Give back every entry, copied exactly.

(Saved data entries)
================
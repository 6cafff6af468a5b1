//! `strata validate`.

use std::fmt::Write as _;
use std::path::Path;

use anyhow::{Context, Result};
use serde_json::Value;
use strata_platform::Platform;

use crate::theme::{Theme, print_warnings};

/// Parse and schema-validate a manifest.
pub(crate) fn run(platform: &Platform, manifest: &Path) -> Result<String> {
    let validated = platform
        .validate(manifest)
        .with_context(|| format!("{} is not a valid manifest", manifest.display()))?;
    print_warnings(&validated.warnings);

    let components = validated
        .manifest
        .get("components")
        .and_then(Value::as_array)
        .map_or(0, Vec::len);

    let mut out = String::new();
    writeln!(
        out,
        "{}",
        Theme::success(&format!(
            "{} is valid ({components} component(s), {} warning(s))",
            manifest.display(),
            validated.warnings.len()
        ))
    )?;
    Ok(out)
}

#[cfg(test)]
mod tests {
    use super::*;
    use crate::commands::fixtures::{MANIFEST, manifest_file};

    #[test]
    fn test_valid_manifest() {
        let (_dir, path) = manifest_file(MANIFEST);
        let out = run(Platform::shared().unwrap(), &path).unwrap();
        assert!(out.contains("is valid (3 component(s), 0 warning(s))"));
    }

    #[test]
    fn test_missing_owner() {
        let (_dir, path) = manifest_file("service: orders\n");
        let err = run(Platform::shared().unwrap(), &path).unwrap_err();
        let text = format!("{err:#}");
        assert!(text.contains("is not a valid manifest"));
        assert!(text.contains("Missing required field: owner"));
    }
}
================
* Solution to this task *
repository 6cafff6af468a5b1
//! `strata validate`.

use std::fmt::Write as _;
use std::path::Path;

use anyhow::{Context, Result};
use serde_json::Value;
use strata_platform::Platform;

use crate::theme::{Theme, print_warnings};

/// Parse and schema-validate a manifest.
pub(crate) fn run(platform: &Platform, manifest: &Path) -> Result<String> {
    let validated = platform
        .validate(manifest)
        .with_context(|| format!("{} is not a valid manifest", manifest.display()))?;
    print_warnings(&validated.warnings);

    let components = validated
        .manifest
        .get("components")
        .and_then(Value::as_array)
        .map_or(0, Vec::len);

    let mut out = String::new();
    writeln!(
        out,
        "{}",
        Theme::success(&format!(
            "{} is valid ({components} component(s), {} warning(s))",
            manifest.display(),
            validated.warnings.len()
        ))
    )?;
    Ok(out)
}

#[cfg(test)]
mod tests {
    use super::*;
    use crate::commands::fixtures::{MANIFEST, manifest_file};

    #[test]
    fn test_valid_manifest() {
        let (_dir, path) = manifest_file(MANIFEST);
        let out = run(Platform::shared().unwrap(), &path).unwrap();
        assert!(out.contains("is valid (3 component(s), 0 warning(s))"));
    }

    #[test]
    fn test_missing_owner() {
        let (_dir, path) = manifest_file("service: orders\n");
        let err = run(Platform::shared().unwrap(), &path).unwrap_err();
        let text = format!("{err:#}");
        assert!(text.contains("is not a valid manifest"));
        assert!(text.contains("Missing required field: owner"));
    }
}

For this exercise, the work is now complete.